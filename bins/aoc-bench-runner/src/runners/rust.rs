use anyhow::{Context, Result};
use aoc_bench_common::discovery::detect_entry_hint;
use aoc_bench_common::Language;
use std::fs;
use std::path::{Path, PathBuf};
use tracing::debug;

use super::{path_arg, Outcome, RunnerContext};
use crate::engine::{CommandSpec, ExecutionEngine};

/// `[package] name` from a Cargo manifest, if it parses
fn manifest_package_name(manifest: &Path) -> Option<String> {
    let raw = fs::read_to_string(manifest).ok()?;
    let table: toml::Table = raw.parse().ok()?;
    table
        .get("package")?
        .get("name")?
        .as_str()
        .map(str::to_string)
}

/// Names tried under `target/release`, in order, without duplicates
pub fn binary_candidates(crate_dir: &Path) -> Vec<String> {
    let dir_name = crate_dir
        .file_name()
        .map(|n| n.to_string_lossy().into_owned())
        .unwrap_or_default();
    let package = manifest_package_name(&crate_dir.join("Cargo.toml")).unwrap_or_else(|| dir_name.clone());

    let mut names: Vec<String> = Vec::new();
    for name in [package, dir_name, "main".to_string(), "solution".to_string()] {
        if !name.is_empty() && !names.contains(&name) {
            names.push(name);
        }
    }
    names
}

pub fn find_release_binary(crate_dir: &Path) -> Option<PathBuf> {
    let release = crate_dir.join("target").join("release");
    binary_candidates(crate_dir)
        .into_iter()
        .map(|name| release.join(format!("{}{}", name, std::env::consts::EXE_SUFFIX)))
        .find(|path| path.is_file())
}

/// Compiled strategy: cargo project when a manifest exists, single-file rustc otherwise
pub async fn run<E: ExecutionEngine>(ctx: &RunnerContext<'_, E>) -> Result<Outcome> {
    if ctx.root().join("Cargo.toml").is_file() {
        run_cargo_project(ctx).await
    } else {
        run_single_file(ctx).await
    }
}

async fn run_cargo_project<E: ExecutionEngine>(ctx: &RunnerContext<'_, E>) -> Result<Outcome> {
    let build = CommandSpec::new(
        &ctx.config.cargo_bin,
        ctx.root(),
        ctx.config.build_timeout_ms(ctx.timeout_ms),
    )
    .args(["build", "--release"])
    .env("CARGO_TERM_COLOR", "never");

    debug!(solution = %ctx.solution.id, "cargo build --release");
    let built = ctx.engine.execute(&build).await?;
    if !built.succeeded() {
        return Ok(Outcome::BuildFailed {
            step: "cargo build",
            exec: built,
        });
    }

    let Some(binary) = find_release_binary(ctx.root()) else {
        return Ok(Outcome::MissingArtifact {
            message: format!(
                "Rust binary not found after cargo build (checked: {})",
                binary_candidates(ctx.root()).join(", ")
            ),
            build_time_ms: Some(built.elapsed_ms),
        });
    };

    let exec = ctx.engine.execute(&ctx.solution_command(binary, &[])).await?;
    Ok(Outcome::Executed {
        exec,
        build_time_ms: Some(built.elapsed_ms),
    })
}

async fn run_single_file<E: ExecutionEngine>(ctx: &RunnerContext<'_, E>) -> Result<Outcome> {
    let Some(entry_name) = detect_entry_hint(ctx.root(), Language::Rust) else {
        return Ok(Outcome::NoEntry(format!(
            "No Rust source file found in {}",
            ctx.solution.rel_dir
        )));
    };
    let entry = ctx.root().join(&entry_name);
    let stem = entry
        .file_stem()
        .map(|s| s.to_string_lossy().into_owned())
        .unwrap_or_else(|| "solution".to_string());

    // The binary lives in a scratch dir that is removed on drop, so the
    // solution directory never sees it, even on failure paths.
    let scratch = tempfile::Builder::new()
        .prefix(".tmp-bench-")
        .tempdir()
        .context("Failed to create scratch directory for rustc output")?;
    let binary = scratch
        .path()
        .join(format!("{}{}", stem, std::env::consts::EXE_SUFFIX));

    let compile = CommandSpec::new(
        &ctx.config.rustc_bin,
        ctx.root(),
        ctx.config.compile_timeout_ms(ctx.timeout_ms),
    )
    .args(["-O".to_string(), "-o".to_string(), path_arg(&binary), path_arg(&entry)]);

    debug!(solution = %ctx.solution.id, entry = %entry_name, "rustc -O");
    let compiled = ctx.engine.execute(&compile).await?;
    if !compiled.succeeded() {
        return Ok(Outcome::BuildFailed {
            step: "rustc",
            exec: compiled,
        });
    }

    let exec = ctx.engine.execute(&ctx.solution_command(&binary, &[])).await?;
    Ok(Outcome::Executed {
        exec,
        build_time_ms: Some(compiled.elapsed_ms),
    })
}
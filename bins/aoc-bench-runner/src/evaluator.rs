/// Baseline Evaluator - Output Equivalence Across Solutions
///
/// **Core Responsibility:**
/// Pick one reference run per task and mark every other successful run as
/// output-equivalent to it or not.
///
/// **Critical Properties:**
/// - Knows nothing about processes or language runtimes
/// - Only reads `success` and `stdout`; only writes the two baseline fields
/// - Failed runs are never compared and never become the baseline
///
/// **Selection Rules:**
/// - `human`: first successful human run, else first successful run
/// - `first-success`: first successful run in discovery order
/// - `none`: no baseline, no comparison
///
/// Discovery order is deterministic (human first, then models and languages
/// sorted lexically), so "first" is well defined.

use aoc_bench_common::RunResult;
use clap::ValueEnum;
use lazy_static::lazy_static;
use regex::Regex;
use tracing::debug;

lazy_static! {
    static ref NUMBER_TOKEN: Regex = Regex::new(r"-?\d+(?:\.\d+)?").expect("valid regex");
}

#[derive(Debug, Clone, Copy, Default, PartialEq, Eq, ValueEnum)]
pub enum BaselinePolicy {
    #[default]
    Human,
    FirstSuccess,
    None,
}

#[derive(Debug, Clone, Copy, Default, PartialEq, Eq, ValueEnum)]
pub enum ComparisonMode {
    /// Normalized text must be identical
    #[default]
    Exact,
    /// Last number of every line that has one must agree, in order
    Numeric,
}

/// Unify line endings and drop trailing whitespace
pub fn normalize_output(text: &str) -> String {
    text.replace("\r\n", "\n").trim_end().to_string()
}

fn numeric_answers(normalized: &str) -> Vec<&str> {
    normalized
        .lines()
        .filter_map(|line| NUMBER_TOKEN.find_iter(line).last().map(|m| m.as_str()))
        .collect()
}

pub fn outputs_match(candidate: &str, baseline: &str, mode: ComparisonMode) -> bool {
    let candidate = normalize_output(candidate);
    let baseline = normalize_output(baseline);
    match mode {
        ComparisonMode::Exact => candidate == baseline,
        ComparisonMode::Numeric => {
            let left = numeric_answers(&candidate);
            let right = numeric_answers(&baseline);
            if left.is_empty() && right.is_empty() {
                candidate == baseline
            } else {
                left == right
            }
        }
    }
}

/// Index of the baseline run within one task's runs
pub fn select_baseline(runs: &[RunResult], policy: BaselinePolicy) -> Option<usize> {
    let first_success = || runs.iter().position(|r| r.success);
    match policy {
        BaselinePolicy::None => None,
        BaselinePolicy::FirstSuccess => first_success(),
        BaselinePolicy::Human => runs
            .iter()
            .position(|r| r.success && r.source.is_human())
            .or_else(first_success),
    }
}

/// Fill `matches_baseline` / `baseline_solution_id` on the successful runs
/// of one task. Returns the chosen baseline's solution id.
pub fn apply_baseline(
    runs: &mut [RunResult],
    policy: BaselinePolicy,
    mode: ComparisonMode,
) -> Option<String> {
    let idx = select_baseline(runs, policy)?;
    let baseline_id = runs[idx].solution_id.clone();
    let baseline_stdout = runs[idx].stdout.clone();

    for run in runs.iter_mut().filter(|r| r.success) {
        let matches = outputs_match(&run.stdout, &baseline_stdout, mode);
        debug!(
            solution = %run.solution_id,
            baseline = %baseline_id,
            matches,
            "Compared output"
        );
        run.matches_baseline = Some(matches);
        run.baseline_solution_id = Some(baseline_id.clone());
    }

    Some(baseline_id)
}

#[cfg(test)]
mod tests {
    use super::*;
    use aoc_bench_common::{Authorship, Language};

    #[test]
    fn test_policy_and_mode_parse_from_flags() {
        assert_eq!(BaselinePolicy::from_str("first-success", false), Ok(BaselinePolicy::FirstSuccess));
        assert_eq!(BaselinePolicy::from_str("none", false), Ok(BaselinePolicy::None));
        assert_eq!(ComparisonMode::from_str("numeric", false), Ok(ComparisonMode::Numeric));
        assert!(ComparisonMode::from_str("fuzzy", false).is_err());
    }

    fn run(id: &str, source: Authorship, success: bool, stdout: &str) -> RunResult {
        RunResult {
            solution_id: id.to_string(),
            task_id: "01".to_string(),
            source,
            language: Language::Python,
            root_dir: format!("x/{}", id),
            success,
            exit_code: if success { 0 } else { 1 },
            timed_out: false,
            execution_time_ms: 1.0,
            build_time_ms: None,
            stdout: stdout.to_string(),
            stderr: String::new(),
            error: None,
            matches_baseline: None,
            baseline_solution_id: None,
            code_stats: None,
        }
    }

    fn model(name: &str) -> Authorship {
        Authorship::Model(name.to_string())
    }

    #[test]
    fn test_normalize_output() {
        assert_eq!(normalize_output("3\r\n7\r\n"), "3\n7");
        assert_eq!(normalize_output("3\n7  \n\n"), "3\n7");
        assert_eq!(normalize_output("  3\n7"), "  3\n7");
    }

    #[test]
    fn test_exact_comparison() {
        assert!(outputs_match("3\n7\n", "3\r\n7", ComparisonMode::Exact));
        assert!(!outputs_match("3\n8\n", "3\n7\n", ComparisonMode::Exact));
        assert!(!outputs_match("Part 1: 3\nPart 2: 7", "3\n7", ComparisonMode::Exact));
    }

    #[test]
    fn test_numeric_comparison_tolerates_labels() {
        assert!(outputs_match("Part 1: 3\nPart 2: 7", "3\n7", ComparisonMode::Numeric));
        assert!(!outputs_match("Part 1: 3\nPart 2: 8", "3\n7", ComparisonMode::Numeric));
        assert!(outputs_match("-4\n1.5", "a: -4\nb: 1.5\n", ComparisonMode::Numeric));
        assert!(!outputs_match("no numbers", "other text", ComparisonMode::Numeric));
        assert!(outputs_match("same", "same\n", ComparisonMode::Numeric));
    }

    #[test]
    fn test_human_policy_prefers_human() {
        let runs = vec![
            run("a", model("m1"), true, "3\n7"),
            run("h", Authorship::Human, true, "3\n7"),
        ];
        assert_eq!(select_baseline(&runs, BaselinePolicy::Human), Some(1));
        assert_eq!(select_baseline(&runs, BaselinePolicy::FirstSuccess), Some(0));
        assert_eq!(select_baseline(&runs, BaselinePolicy::None), None);
    }

    #[test]
    fn test_human_policy_falls_back_to_any_success() {
        let runs = vec![
            run("h", Authorship::Human, false, ""),
            run("a", model("m1"), false, ""),
            run("b", model("m2"), true, "3\n7"),
        ];
        assert_eq!(select_baseline(&runs, BaselinePolicy::Human), Some(2));
    }

    #[test]
    fn test_no_success_means_no_baseline() {
        let mut runs = vec![
            run("h", Authorship::Human, false, "3\n7"),
            run("a", model("m1"), false, "3\n7"),
        ];
        assert_eq!(apply_baseline(&mut runs, BaselinePolicy::Human, ComparisonMode::Exact), None);
        assert!(runs.iter().all(|r| r.matches_baseline.is_none()));
        assert!(runs.iter().all(|r| r.baseline_solution_id.is_none()));
    }

    #[test]
    fn test_apply_baseline_marks_successful_runs_only() {
        let mut runs = vec![
            run("h", Authorship::Human, true, "3\n7\n"),
            run("a", model("m1"), true, "3\n8\n"),
            run("b", model("m2"), false, "3\n7\n"),
            run("c", model("m3"), true, "3\r\n7"),
        ];
        let baseline = apply_baseline(&mut runs, BaselinePolicy::Human, ComparisonMode::Exact);
        assert_eq!(baseline.as_deref(), Some("h"));

        assert_eq!(runs[0].matches_baseline, Some(true));
        assert_eq!(runs[1].matches_baseline, Some(false));
        assert_eq!(runs[2].matches_baseline, None);
        assert_eq!(runs[2].baseline_solution_id, None);
        assert_eq!(runs[3].matches_baseline, Some(true));
        assert_eq!(runs[3].baseline_solution_id.as_deref(), Some("h"));
    }

    #[test]
    fn test_none_policy_leaves_runs_untouched() {
        let mut runs = vec![run("h", Authorship::Human, true, "3\n7")];
        assert_eq!(apply_baseline(&mut runs, BaselinePolicy::None, ComparisonMode::Exact), None);
        assert_eq!(runs[0].matches_baseline, None);
    }
}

Aim of the task =>
In the records above, find every line that contains the word "bins" and copy it.

Exercise result =>
filename bins/aoc-bench-runner/src/runners/rust.rs
filename bins/aoc-bench-runner/src/evaluator.rs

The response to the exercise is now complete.